Task description: Within the listing below, locate all lines containing the word "collect". Copy each one.
• • •
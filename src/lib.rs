//! Taskwire - resolve task definitions and dependency wiring into a validated
//! execution graph, before anything runs

pub mod alias;
pub mod builder;
pub mod collect;
pub mod definition;
pub mod dependency;
pub mod error;
pub mod graph;
pub mod manifest;
pub mod pipeline;
pub mod types;
pub mod validate;

pub use alias::{resolve_aliases, AliasTables};
pub use builder::{build_execution_structure, AliasPolicy, BuildOptions, ValidationMode};
pub use collect::{collect_types, construct_type_registry, gather_types, TypeRegistry, TypeWalk};
pub use definition::{
    ContextDefinition, InputDefinition, OutputDefinition, PipelineEntry, TaskDefinition,
    TaskDefinitionBuilder,
};
pub use dependency::{
    Alias, DependencyEdge, DependencySpec, DependencyTarget, InputHandle, OutputHandle, TaskKey,
    DEFAULT_OUTPUT,
};
pub use error::{
    CircularReferenceError, DefinitionError, DependencyError, DuplicateTypeNameError,
    FixSuggestion, GraphError, ManifestError, MissingInputError, MissingInstanceError,
    MissingOutputError, ReferenceSite, ValidationReport,
};
pub use graph::{DependencyGraph, GraphSummary, InstanceTable, TaskInstance};
pub use manifest::Manifest;
pub use pipeline::{AmbientTypes, PipelineDefinition};
pub use types::{Field, TypeDescriptor, TypeHandle, TypeKind};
• • •
Exercise answer:
pub mod collect;
pub use collect::{collect_types, construct_type_registry, gather_types, TypeRegistry, TypeWalk};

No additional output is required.